Technical terms like CDN usually refer to general concepts and their uses and meanings can change overtime. Geolocation, on the other hand, is a clear indication of service location. This concept has been widely used on the Internet with the same meaning probably for decades. I believe the categorization of our geolocation sets should not take into account non-geological factors like whether some sites are subscription-based scholar sites.

database64128 avatar Oct 20 '21 16:10 database64128

And I gradually find out that pushing things too far from practicality is not going to serve any good.

I don't think removing a bunch of non-CN scholar sites from geolocation-!cn just because some campus networks have special optimizations for them is a "practical" move for the users of this project.

These sites are also "changing" the definition of the cdn definitions IMO.

Technical terms like CDN usually refer to general concepts and their uses and meanings can change overtime. Geolocation, on the other hand, is a clear indication of service location. This concept has been widely used on the Internet with the same meaning probably for decades. I believe the categorization of our geolocation sets should not take into account non-geological factors like whether some sites are subscription-based scholar sites.

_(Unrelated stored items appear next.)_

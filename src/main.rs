use std::path::PathBuf;

use anyhow::Result;
use clap::Parser;

use rusty_columns::{ByteOrderPreference, ElementWidth, SplitConfig};

/// Split a row-major binary float matrix into one text file per column.
///
/// Output goes to `<input dir>/extracted/<input name>.<column>`; the
/// `extracted` directory is deleted and recreated on every run.
#[derive(Parser, Debug)]
#[command(author, version, about, long_about = None)]
struct Args {
    /// JSON config file; flags below override its values
    #[arg(long)]
    config: Option<PathBuf>,

    /// Binary matrix file
    #[arg(long)]
    file: Option<PathBuf>,

    /// Number of rows in the matrix
    #[arg(long)]
    rows: Option<usize>,

    /// Number of columns in the matrix
    #[arg(long)]
    cols: Option<usize>,

    /// Element type: f32 or f64
    #[arg(long)]
    float_type: Option<String>,

    /// Byte orders to try: auto, little or big
    #[arg(long)]
    byte_order: Option<String>,
}

impl Args {
    fn into_config(self) -> Result<SplitConfig> {
        let mut config = match &self.config {
            Some(path) => SplitConfig::from_json_file(path)?,
            None => SplitConfig::default(),
        };

        if let Some(file) = self.file {
            config.file_path = file;
        }
        if let Some(rows) = self.rows {
            config.rows = rows;
        }
        if let Some(cols) = self.cols {
            config.columns = cols;
        }
        if let Some(float_type) = self.float_type {
            config.element_width = float_type.parse::<ElementWidth>()?;
        }
        if let Some(order) = self.byte_order {
            config.byte_order = order.parse::<ByteOrderPreference>()?;
        }
        Ok(config)
    }
}

fn main() {
    env_logger::init();

    if let Err(e) = run(Args::parse()) {
        eprintln!("ERROR: {e:#}");
        std::process::exit(1);
    }
}

fn run(args: Args) -> Result<()> {
    let config = args.into_config()?;
    log::debug!("config: {config:?}");

    let report = rusty_columns::run(
        &config,
        |matrix, cfg| {
            let (rows, cols) = matrix.shape();
            println!(
                "Parsed matrix shape: {rows}×{cols} ({}, {})",
                cfg.element_width,
                matrix.byte_order()
            );
            println!("Splitting {} into {cols} columns...", cfg.file_path.display());
        },
        |p| println!("  [{:3}/{}] wrote {}", p.index, p.total, p.file_name),
    )?;

    println!(
        "Done: wrote {} files into {}",
        report.files_written,
        report.output_dir.display()
    );
    Ok(())
}
use std::path::Path;

use super::model::{ByteOrder, ByteOrderPreference, ElementWidth, MatrixSpec, RawMatrix};
use crate::error::{Result, SplitError};

// ---------------------------------------------------------------------------
// Public entry-points
// ---------------------------------------------------------------------------

/// Load a matrix from a raw width in bytes.
///
/// The width and shape are validated before the file is looked at, so an
/// unsupported width is reported as a configuration error even when the path
/// does not exist.
pub fn load_matrix(path: &Path, rows: usize, columns: usize, width_bytes: usize) -> Result<RawMatrix> {
    let width = ElementWidth::from_bytes(width_bytes)?;
    let spec = MatrixSpec::new(rows, columns, width)?;
    load(path, &spec, ByteOrderPreference::Auto)
}

/// Read the whole file and decode it against `spec`, trying the byte orders
/// allowed by `preference` in sequence.
pub fn load(path: &Path, spec: &MatrixSpec, preference: ByteOrderPreference) -> Result<RawMatrix> {
    if !path.is_file() {
        return Err(SplitError::NotFound(path.to_path_buf()));
    }

    let bytes = std::fs::read(path)
        .map_err(|e| SplitError::io(format!("reading {}", path.display()), e))?;
    log::debug!("read {} bytes from {}", bytes.len(), path.display());

    decode(&bytes, spec, preference.candidates())
}

/// Interpret `bytes` as a row-major matrix, returning on the first candidate
/// byte order whose element count equals `rows * columns`.
///
/// Selection is purely by count. A file that happens to have the right size
/// is accepted under the first candidate even if its values are nonsense.
pub fn decode(bytes: &[u8], spec: &MatrixSpec, candidates: &[ByteOrder]) -> Result<RawMatrix> {
    let width = spec.element_width();
    let expected = spec.expected_count();

    for (attempt, &order) in candidates.iter().enumerate() {
        let values = decode_values(bytes, width, order);
        log::debug!(
            "{width} {order}: {} values (expected {expected})",
            values.as_ref().map_or(bytes.len() / width.bytes(), Vec::len)
        );

        let Some(values) = values else { continue };
        if values.len() != expected {
            continue;
        }

        if attempt > 0 {
            log::warn!("falling back to {order} interpretation");
        }
        log::info!(
            "decoded {}×{} {width} matrix as {order}",
            spec.rows(),
            spec.columns()
        );
        return RawMatrix::from_row_major(spec.rows(), spec.columns(), values, order);
    }

    Err(SplitError::SizeMismatch {
        bytes: bytes.len() as u64,
        implied: bytes.len() / width.bytes(),
        expected,
        rows: spec.rows(),
        columns: spec.columns(),
        width: width.bytes(),
    })
}

// ---------------------------------------------------------------------------
// Decoding helpers
// ---------------------------------------------------------------------------

/// Decode every element, widening binary32 to `f64`. `None` when the buffer
/// ends in a partial element.
fn decode_values(bytes: &[u8], width: ElementWidth, order: ByteOrder) -> Option<Vec<f64>> {
    if bytes.len() % width.bytes() != 0 {
        return None;
    }

    let values = match width {
        ElementWidth::F32 => bytes
            .chunks_exact(4)
            .filter_map(|c| <[u8; 4]>::try_from(c).ok())
            .map(|raw| {
                let v = match order {
                    ByteOrder::Little => f32::from_le_bytes(raw),
                    ByteOrder::Big => f32::from_be_bytes(raw),
                };
                f64::from(v)
            })
            .collect(),
        ElementWidth::F64 => bytes
            .chunks_exact(8)
            .filter_map(|c| <[u8; 8]>::try_from(c).ok())
            .map(|raw| match order {
                ByteOrder::Little => f64::from_le_bytes(raw),
                ByteOrder::Big => f64::from_be_bytes(raw),
            })
            .collect(),
    };
    Some(values)
}

#[cfg(test)]
mod tests {
    use super::*;

    fn f32_bytes(values: &[f32], order: ByteOrder) -> Vec<u8> {
        values
            .iter()
            .flat_map(|v| match order {
                ByteOrder::Little => v.to_le_bytes(),
                ByteOrder::Big => v.to_be_bytes(),
            })
            .collect()
    }

    fn f64_bytes(values: &[f64], order: ByteOrder) -> Vec<u8> {
        values
            .iter()
            .flat_map(|v| match order {
                ByteOrder::Little => v.to_le_bytes(),
                ByteOrder::Big => v.to_be_bytes(),
            })
            .collect()
    }

    #[test]
    fn test_decode_little_endian_f32() {
        let values: Vec<f32> = (1..=10).map(|i| i as f32).collect();
        let bytes = f32_bytes(&values, ByteOrder::Little);
        let spec = MatrixSpec::new(5, 2, ElementWidth::F32).unwrap();

        let m = decode(&bytes, &spec, ByteOrderPreference::Auto.candidates()).unwrap();
        assert_eq!(m.shape(), (5, 2));
        assert_eq!(m.byte_order(), ByteOrder::Little);
        assert_eq!(m.row(0), Some(&[1.0, 2.0][..]));
        assert_eq!(m.get(4, 1), Some(10.0));
    }

    #[test]
    fn test_decode_f32_widens_exactly() {
        let values = [0.1f32, -3.75, f32::MAX, f32::MIN_POSITIVE];
        let bytes = f32_bytes(&values, ByteOrder::Little);
        let spec = MatrixSpec::new(2, 2, ElementWidth::F32).unwrap();

        let m = decode(&bytes, &spec, &[ByteOrder::Little]).unwrap();
        let widened: Vec<f64> = values.iter().map(|&v| f64::from(v)).collect();
        assert_eq!(m.values(), widened.as_slice());
    }

    #[test]
    fn test_decode_big_endian_f64() {
        let values = [1.5, -2.25, 1e300, 6.02214076e23, 0.0, -7.0];
        let bytes = f64_bytes(&values, ByteOrder::Big);
        let spec = MatrixSpec::new(3, 2, ElementWidth::F64).unwrap();

        let m = decode(&bytes, &spec, ByteOrderPreference::Big.candidates()).unwrap();
        assert_eq!(m.byte_order(), ByteOrder::Big);
        assert_eq!(m.values(), &values[..]);
    }

    #[test]
    fn test_auto_prefers_little_endian_on_ambiguous_size() {
        // Same byte count is valid under both orders; the first candidate wins.
        let bytes = f64_bytes(&[1.0, 2.0], ByteOrder::Big);
        let spec = MatrixSpec::new(1, 2, ElementWidth::F64).unwrap();

        let m = decode(&bytes, &spec, ByteOrderPreference::Auto.candidates()).unwrap();
        assert_eq!(m.byte_order(), ByteOrder::Little);
        assert_ne!(m.values(), &[1.0, 2.0][..]);
    }

    #[test]
    fn test_size_mismatch_reports_sizes() {
        let bytes = vec![0u8; 36];
        let spec = MatrixSpec::new(5, 2, ElementWidth::F32).unwrap();

        match decode(&bytes, &spec, ByteOrderPreference::Auto.candidates()) {
            Err(SplitError::SizeMismatch {
                bytes,
                implied,
                expected,
                ..
            }) => {
                assert_eq!(bytes, 36);
                assert_eq!(implied, 9);
                assert_eq!(expected, 10);
            }
            other => panic!("expected SizeMismatch, got {other:?}"),
        }
    }

    #[test]
    fn test_trailing_partial_element_is_rejected() {
        let mut bytes = f32_bytes(&[1.0, 2.0], ByteOrder::Little);
        bytes.push(0);
        let spec = MatrixSpec::new(1, 2, ElementWidth::F32).unwrap();

        let err = decode(&bytes, &spec, ByteOrderPreference::Auto.candidates()).unwrap_err();
        assert!(matches!(err, SplitError::SizeMismatch { bytes: 9, implied: 2, .. }));
    }

    #[test]
    fn test_unsupported_width_fails_before_io() {
        let missing = Path::new("/definitely/not/here.bin");
        let err = load_matrix(missing, 2, 2, 2).unwrap_err();
        assert!(matches!(err, SplitError::Configuration(_)));

        let err = load_matrix(missing, 2, 2, 4).unwrap_err();
        assert!(matches!(err, SplitError::NotFound(_)));
    }
}
//! Split a flat row-major binary matrix of `f32`/`f64` values into one text
//! file per column.
//!
//! [`run`] loads the file described by a [`SplitConfig`], picks the first byte
//! order whose element count matches the declared shape, then writes
//! `<dir>/extracted/<name>.<column>` files with one `%.9g` value per line.

pub mod config;
pub mod data;
pub mod error;

use std::path::PathBuf;

pub use config::SplitConfig;
pub use data::model::{ByteOrder, ByteOrderPreference, ElementWidth, MatrixSpec, RawMatrix};
pub use data::splitter::SplitProgress;
pub use error::{Result, SplitError};

/// What a successful run produced.
#[derive(Debug, Clone, PartialEq, Eq)]
pub struct SplitReport {
    pub rows: usize,
    pub columns: usize,
    pub element_width: ElementWidth,
    pub byte_order: ByteOrder,
    pub files_written: usize,
    pub output_dir: PathBuf,
}

/// Load the configured matrix and write its columns.
///
/// `on_loaded` fires once the matrix is in memory, before the output
/// directory is touched; `progress` fires after each column file.
pub fn run<L, P>(config: &SplitConfig, on_loaded: L, progress: P) -> Result<SplitReport>
where
    L: FnOnce(&RawMatrix, &SplitConfig),
    P: FnMut(&SplitProgress),
{
    let spec = config.matrix_spec()?;
    let base_name = config.base_name()?;

    let matrix = data::loader::load(&config.file_path, &spec, config.byte_order)?;
    if matrix.shape() != (spec.rows(), spec.columns()) {
        return Err(SplitError::ShapeMismatch {
            expected: (spec.rows(), spec.columns()),
            actual: matrix.shape(),
        });
    }
    on_loaded(&matrix, config);

    let output_dir = data::splitter::output_dir_for(&config.file_path);
    let files_written = data::splitter::split(&matrix, &output_dir, &base_name, progress)?;

    Ok(SplitReport {
        rows: matrix.rows(),
        columns: matrix.columns(),
        element_width: spec.element_width(),
        byte_order: matrix.byte_order(),
        files_written,
        output_dir,
    })
}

We are not making progress. Let me put it this way. Have we categorized all of the overseas sites here?

The work we have done is just a fraction of the active sites which geographically located out of China. How are we yet not overwhelmed by issues complaining about it? The long tail effect describes the nature of this problem. Turns out that it does not matter we failed to include the sites that do not have much UV.

So can we just pretend that we have never included sites like IEEE or Elsevier that most functions will need a subscription? To what extend would you except some random user come here and submit an issue complaining about having access to an overseas scholarly site that turns out been blocked by Chinese GFW?

And even if there are users been affected by the move I proposed here. They can easily solve the problem by including the category named, well, category-scholar-need-subscription or something. On the other hand, your opinion did not solve the existing problem.

Excluding domains in routing configuration is way more difficult than including domains. If we can prevent this from the beginning, why not? This will not leave another issue that can not be solved anyway.

IceCodeNew avatar Oct 21 '21 03:10 IceCodeNew